Grün-Gold wird knapp Deutscher Meister

Am Ende musste die Lateinformation des Bremer Grün-Gold-Clubs zittern. Doch dann war der zwölfte Meistertitel in Folge für Roberto Albaneses Team perfekt.

Ausdrucksstarke Pose der Grün-Gold-Tänzerinnen und Tänzer während der Choreografie "This is me".
Gelungener Auftritt im dritten Durchlauf: Grün-Golds Choreografie "This is me". Bild: Volker Hey

Sechs Minuten mussten die Bremer Tänzerinnen und Tänzer am Samstagabend noch überstehen. Das Team von Trainer Roberto Albanese vom Grün-Gold-Club hatte seinen Part im Finale der deutschen Meisterschaft der Lateinformationen bereits erledigt und harrte nun unruhig aus in der sogenannten "Kiss-and-cry-Area". Dort wartet das bestplatzierte Team, bis es wohlmöglich abgelöst wird – und nun tanzte mit dem TSZ Velbert der härteste Konkurrent um den Titel auf dem Parkett der Braunschweiger Stadthalle.
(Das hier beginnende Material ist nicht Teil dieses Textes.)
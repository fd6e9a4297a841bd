//! Cache module for storing lookup results to disk
//!
//! This module provides a cache manager that persists lookup results to a single
//! JSON file with a configurable TTL (time-to-live). Entries are kept in memory,
//! checked for freshness against the TTL, and written back atomically after
//! every change.

mod clock;
mod entry;
mod error;
mod manager;
mod size;

pub use clock::{Clock, ManualClock, SystemClock};
pub use entry::{CacheEntry, STALE_SINCE, VALID_FIELD};
pub use error::{CacheError, Result};
pub use manager::CacheManager;
pub use size::FileSize;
"This is me" vom Grün-Gold-Club

Ausdrucksstarke Pose der Tänzerinnen von Grün-Gold in weißen Strasskleidern, gehalten von Tänzern in schwarzen Anzügen.
Bild: Volker Hey

Und ein bisschen nervös wurden die acht Bremer Paare dann doch. Drei Durchgänge hatten sie an diesem langen Turniertag in Braunschweig absolviert und nicht alles war mit der neuen Choreografie "This is me" dabei glatt gegangen. In den Zwischenrunden war eine Tänzerin bei einem Roundabout gestürzt, zudem gab es kleine Patzer bei der Synchronität, die bei den Formationen so extrem wichtig ist. Im Finale dann lief aber alles im Sinne des ehrgeizigen Trainers Albanese, der seit 1994 den Verein in der Erfolgsspur hält. Grün-Gold erhielt 34,25 von 40 möglichen Punkten – würde das zum 14. deutschen Meistertitel reichen? Es reichte, allerdings hauchdünn. Und als die Wertung für Velbert verkündet wurde, da hallten Pfiffe von den Rängen. 33,46 Punkte, also 0,79 Punkte weniger, bekam die Lateinformation von Trainerin Astrid Kallrath. Und vielen Tanzsportfans in der Halle war das offenbar zu niedrig gewertet.

Velbert begeistert die Zuschauer

Albanese und seine Lateinformation warten angespannt auf die Wertung der Konkurrenz bei der deutschen Meisterschaft.
Anspannung pur: Albanese und sein Team warten auf die Wertungen für die Konkurrenz.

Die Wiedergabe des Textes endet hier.